Genetic and epigenetic alterations of Ras signalling pathway in colorectal neoplasia: analysis based on tumour clinicopathological features

Abstract

Activation of RAS signalling induced by K-ras/BRAF mutations is a hallmark of colorectal tumours. In addition, Ras association domain families 1 and 2 (RASSF1 and RASSF2), the negative regulators of K-ras, are often inactivated by methylation of the promoter region in those tumours. However, reports showing differences in the occurrence of these alterations on the basis of tumour characteristics have been scarce. We analysed K-ras/BRAF mutations and the methylation status of RASSF1 and RASSF2 promoter regions in 120 colorectal adenomas with respect to their clinicopathological features. K-ras/BRAF mutations and RASSF2 methylation were observed in 49 (41%) and 30 (25%) of the samples, respectively, while RASSF1 methylation was observed in only 3 (2.5%). Adenomas with RASSF2 methylation often carried K-ras/BRAF mutations simultaneously (22 out of 30, P<0.01). Multivariate analysis revealed that the concomitance of these alterations was frequently observed in serrated adenomas (odds ratio (OR) 11.11; 95% confidence interval (CI) 1.96-63.00), but rarely in adenomas located in the sigmoid or descending colon (OR 0.13; 95% CI 0.03-0.58). A comparison between adenomas and cancers showed a significantly higher prevalence of these alterations in cancers than in adenomas in the proximal colon (58 vs 27%, P=0.02). Frequency and the time point of the occurrence of Ras signalling disorders differ according to colorectal neoplasia's characteristics, particularly the location.

Figure 1

Analysis of methylation status of RASSF1 and RASSF2 promoter CpG island. COBRA was carried out using bisulphite-treated DNA from colorectal adenomas and cancers.
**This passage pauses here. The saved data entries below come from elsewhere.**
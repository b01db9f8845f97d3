// Cloud Bucket - uniform object storage access
// Copyright (C) 2025 Cloud Bucket Contributors
//
// This program is free software: you can redistribute it and/or modify
// it under the terms of the GNU Affero General Public License as published
// by the Free Software Foundation, either version 3 of the License, or
// (at your option) any later version.
//
// This program is distributed in the hope that it will be useful,
// but WITHOUT ANY WARRANTY; without even the implied warranty of
// MERCHANTABILITY or FITNESS FOR A PARTICULAR PURPOSE. See the
// GNU Affero General Public License for more details.

//! MinIO & self-hosted S3-compatible buckets
//!
//! Connects an [`S3Driver`] to a custom endpoint with path-style addressing
//! and tags it [`BackendType::Minio`], so it never copies to AWS buckets.
//! A missing bucket is created on connect unless `auto_create_bucket` is off,
//! and opened to anonymous reads when `public_read` is set.
//!
//! # Configuration
//!
//! ```rust,no_run
//! use cloud_bucket_storage::minio::{connect, MinioConfig};
//! use cloud_bucket_storage::Bucket;
//!
//! # async fn run() -> cloud_bucket_storage::StorageResult<()> {
//! let config = MinioConfig::new("http://localhost:9000", "media", "minioadmin", "minioadmin");
//! let bucket = Bucket::new(connect(config).await?);
//! # Ok(())
//! # }
//! ```
//!
//! # Self-Hosted MinIO Deployment
//!
//! For local development with Docker:
//!
//! ```bash
//! docker run -p 9000:9000 -p 9001:9001 \
//!   -e MINIO_ROOT_USER=minioadmin \
//!   -e MINIO_ROOT_PASSWORD=minioadmin \
//!   minio/minio server /data --console-address ":9001"
//! ```

use crate::error::{StorageError, StorageResult};
use crate::s3::{default_part_size, is_not_found, sdk_error, S3Driver, DEFAULT_REGION};
use crate::types::BackendType;
use aws_sdk_s3::config::{BehaviorVersion, Credentials, Region};
use aws_sdk_s3::Client;
use serde::Deserialize;
use std::fmt;
use tracing::{debug, info};

fn default_true() -> bool {
    true
}

/// Configuration of a MinIO bucket
#[derive(Clone, Deserialize)]
pub struct MinioConfig {
    /// Endpoint URL, e.g. `http://localhost:9000`
    #[serde(alias = "minio_endpoint")]
    pub endpoint: String,

    /// Bucket name
    #[serde(alias = "bucketName", alias = "bucket")]
    pub bucket_name: String,

    /// Access key ID
    pub access_key_id: String,

    /// Secret access key
    #[serde(alias = "secret_access_key")]
    pub access_key_secret: String,

    /// Region reported to the server (default: `us-east-1`)
    #[serde(default)]
    pub region: Option<String>,

    /// Use path-style addressing (default: true)
    #[serde(default = "default_true")]
    pub path_style: bool,

    /// Create the bucket on connect when it does not exist (default: true)
    #[serde(default = "default_true")]
    pub auto_create_bucket: bool,

    /// Grant anonymous `s3:GetObject` on a bucket created on connect (default: false)
    #[serde(default)]
    pub public_read: bool,

    /// Part size of streaming uploads in bytes
    #[serde(default = "default_part_size")]
    pub part_size: usize,
}

impl MinioConfig {
    /// Configuration with default settings
    pub fn new(
        endpoint: impl Into<String>,
        bucket_name: impl Into<String>,
        access_key_id: impl Into<String>,
        access_key_secret: impl Into<String>,
    ) -> Self {
        MinioConfig {
            endpoint: endpoint.into(),
            bucket_name: bucket_name.into(),
            access_key_id: access_key_id.into(),
            access_key_secret: access_key_secret.into(),
            region: None,
            path_style: true,
            auto_create_bucket: true,
            public_read: false,
            part_size: default_part_size(),
        }
    }

    /// Configuration from `MINIO_ENDPOINT`, `MINIO_BUCKET`, `MINIO_ACCESS_KEY`
    /// and `MINIO_SECRET_KEY`
    pub fn from_env() -> StorageResult<Self> {
        let var = |name: &str| {
            std::env::var(name).map_err(|_| {
                StorageError::invalid_config(format!("{name} environment variable not set"))
            })
        };
        Ok(Self::new(
            var("MINIO_ENDPOINT")?,
            var("MINIO_BUCKET")?,
            var("MINIO_ACCESS_KEY")?,
            var("MINIO_SECRET_KEY")?,
        ))
    }

    /// Check endpoint, bucket naming rules and credentials
    pub fn validate(&self) -> StorageResult<()> {
        if !self.endpoint.starts_with("http://") && !self.endpoint.starts_with("https://") {
            return Err(StorageError::invalid_config(
                "invalid endpoint: must start with http:// or https://",
            ));
        }

        let bucket = &self.bucket_name;
        if bucket.is_empty() {
            return Err(StorageError::invalid_config("bucket name cannot be empty"));
        }
        if bucket.len() < 3 || bucket.len() > 63 {
            return Err(StorageError::invalid_config(
                "bucket name must be between 3 and 63 characters",
            ));
        }
        if !bucket
            .chars()
            .all(|c| c.is_ascii_lowercase() || c.is_ascii_digit() || c == '-' || c == '.')
        {
            return Err(StorageError::invalid_config(
                "bucket name must contain only lowercase letters, numbers, dots and hyphens",
            ));
        }
        if bucket.starts_with(['-', '.']) || bucket.ends_with(['-', '.']) {
            return Err(StorageError::invalid_config(
                "bucket name cannot start or end with a hyphen or dot",
            ));
        }

        if self.access_key_id.is_empty() {
            return Err(StorageError::invalid_config("access key cannot be empty"));
        }
        if self.access_key_secret.is_empty() {
            return Err(StorageError::invalid_config("secret key cannot be empty"));
        }
        Ok(())
    }
}

impl fmt::Debug for MinioConfig {
    fn fmt(&self, f: &mut fmt::Formatter<'_>) -> fmt::Result {
        f.debug_struct("MinioConfig")
            .field("endpoint", &self.endpoint)
            .field("bucket_name", &self.bucket_name)
            .field("access_key_id", &"***")
            .field("access_key_secret", &"***")
            .field("path_style", &self.path_style)
            .field("auto_create_bucket", &self.auto_create_bucket)
            .field("public_read", &self.public_read)
            .finish()
    }
}

/// Bucket policy letting anyone read every object of `bucket`
pub fn public_read_policy(bucket: &str) -> String {
    serde_json::json!({
        "Version": "2012-10-17",
        "Statement": [{
            "Sid": "PublicRead",
            "Effect": "Allow",
            "Principal": "*",
            "Action": "s3:GetObject",
            "Resource": format!("arn:aws:s3:::{bucket}/*"),
        }]
    })
    .to_string()
}

/// Connect to a MinIO bucket, creating it when allowed and missing
pub async fn connect(config: MinioConfig) -> StorageResult<S3Driver> {
    config.validate()?;
    let endpoint = config.endpoint.trim_end_matches('/').to_string();

    debug!(
        endpoint = %endpoint,
        bucket = %config.bucket_name,
        path_style = config.path_style,
        "Initializing MinIO driver"
    );

    let credentials = Credentials::new(
        config.access_key_id.clone(),
        config.access_key_secret.clone(),
        None,
        None,
        "cloud-bucket-minio",
    );
    let region = config
        .region
        .clone()
        .unwrap_or_else(|| DEFAULT_REGION.to_string());

    // Built directly instead of aws_config::defaults() to skip IMDS region
    // discovery, which stalls outside AWS.
    let s3_config = aws_sdk_s3::config::Builder::new()
        .behavior_version(BehaviorVersion::latest())
        .endpoint_url(&endpoint)
        .credentials_provider(credentials)
        .force_path_style(config.path_style)
        .region(Region::new(region))
        .build();
    let client = Client::from_conf(s3_config);

    match client.head_bucket().bucket(&config.bucket_name).send().await {
        Ok(_) => {}
        Err(e) if is_not_found(&e) && config.auto_create_bucket => {
            client
                .create_bucket()
                .bucket(&config.bucket_name)
                .send()
                .await
                .map_err(|e| {
                    sdk_error(format!("failed to create bucket '{}'", config.bucket_name), e)
                })?;
            info!(bucket = %config.bucket_name, endpoint = %endpoint, "Created MinIO bucket");

            if config.public_read {
                client
                    .put_bucket_policy()
                    .bucket(&config.bucket_name)
                    .policy(public_read_policy(&config.bucket_name))
                    .send()
                    .await
                    .map_err(|e| {
                        sdk_error(
                            format!("failed to set public read policy on '{}'", config.bucket_name),
                            e,
                        )
                    })?;
                info!(bucket = %config.bucket_name, "Applied public read policy");
            }
        }
        Err(e) => {
            return Err(sdk_error(
                format!("cannot access MinIO bucket '{}'", config.bucket_name),
                e,
            ))
        }
    }

    Ok(S3Driver::from_client(
        client,
        config.bucket_name,
        BackendType::Minio,
        config.part_size,
    ))
}

#[cfg(test)]
mod tests {
    use super::*;

    fn config(bucket: &str) -> MinioConfig {
        MinioConfig::new("http://localhost:9000", bucket, "key", "secret")
    }

    #[test]
    fn test_valid_config() {
        assert!(config("my-bucket").validate().is_ok());
        assert!(config("bucket123").validate().is_ok());
        assert!(config("logs.2024").validate().is_ok());
    }

    #[test]
    fn test_invalid_endpoint_format() {
        let mut cfg = config("my-bucket");
        cfg.endpoint = "localhost:9000".to_string();
        let err = cfg.validate().unwrap_err();
        assert!(err.to_string().contains("http://"));
    }

    #[test]
    fn test_bucket_name_rules() {
        for name in ["", "ab", "My-Bucket", "-bucket", "bucket-", "under_score"] {
            assert!(
                matches!(config(name).validate(), Err(StorageError::InvalidConfig(_))),
                "bucket name '{}' should be rejected",
                name
            );
        }
        let long = "a".repeat(64);
        assert!(config(&long).validate().is_err());
    }

    #[test]
    fn test_empty_credentials() {
        let mut cfg = config("my-bucket");
        cfg.access_key_id.clear();
        assert!(cfg.validate().unwrap_err().to_string().contains("access key"));

        let mut cfg = config("my-bucket");
        cfg.access_key_secret.clear();
        assert!(cfg.validate().unwrap_err().to_string().contains("secret key"));
    }

    #[test]
    fn test_deserialize_original_field_names() {
        let cfg: MinioConfig = serde_json::from_value(serde_json::json!({
            "bucketName": "media",
            "access_key_id": "key",
            "access_key_secret": "secret",
            "minio_endpoint": "http://minio:9000"
        }))
        .unwrap();
        assert_eq!(cfg.endpoint, "http://minio:9000");
        assert!(cfg.path_style);
        assert!(cfg.auto_create_bucket);
        assert!(!cfg.public_read);

        let cfg: MinioConfig = serde_json::from_value(serde_json::json!({
            "bucketName": "media",
            "access_key_id": "key",
            "access_key_secret": "secret",
            "endpoint": "http://minio:9000",
            "public_read": true
        }))
        .unwrap();
        assert!(cfg.public_read);
    }

    #[test]
    fn test_public_read_policy_grants_object_reads() {
        let policy: serde_json::Value =
            serde_json::from_str(&public_read_policy("media")).unwrap();
        assert_eq!(policy["Version"], "2012-10-17");

        let statements = policy["Statement"].as_array().unwrap();
        assert_eq!(statements.len(), 1);
        assert_eq!(statements[0]["Effect"], "Allow");
        assert_eq!(statements[0]["Principal"], "*");
        assert_eq!(statements[0]["Action"], "s3:GetObject");
        assert_eq!(statements[0]["Resource"], "arn:aws:s3:::media/*");
    }

    #[test]
    fn test_debug_masks_credentials() {
        let debug = format!("{:?}", MinioConfig::new("http://localhost:9000", "b", "minioadmin", "minioadmin"));
        assert!(debug.contains("MinioConfig"));
        assert!(debug.contains("localhost:9000"));
        assert!(debug.contains("***"));
        assert!(!debug.contains("minioadmin"));
    }

    #[tokio::test]
    #[ignore = "requires MinIO server"]
    async fn test_connect_from_env() {
        let cfg = MinioConfig::from_env().unwrap();
        let driver = connect(cfg).await.unwrap();
        assert_eq!(crate::Driver::backend(&driver), BackendType::Minio);
    }
}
A representative result for tumour tissue samples with/without RASSF1 or RASSF2 promoter methylation is shown. A1 is a sample without RASSF1 and RASSF2 methylation. A2 and C2 are samples with RASSF2 methylation, and without RASSF1 methylation. C1 is a sample with RASSF1 methylation, and without RASSF2 methylation. A, adenoma samples; C, cancer samples; M, methylated alleles; HCT116, colon cancer cell line used as a negative control for RASSF1 and RASSF2 methylation; RKO, colon cancer cell line used as a positive control for RASSF1 and RASSF2 methylation; H₂O, sample without DNA.

Figure 2

Locational distributions of adenomas and cancers with K-ras/BRAF mutation and/or RASSF2 methylation. Cancers with K-ras/BRAF mutation and/or RASSF2 methylation exhibit locational distribution similar to that of adenomas. However, the proportion of tumours in the proximal colon with both K-ras/BRAF mutation and RASSF2 methylation was significantly higher in cancers (58%) than in adenomas (27%) (P=0.02). Arrowheads indicate serrated adenomas.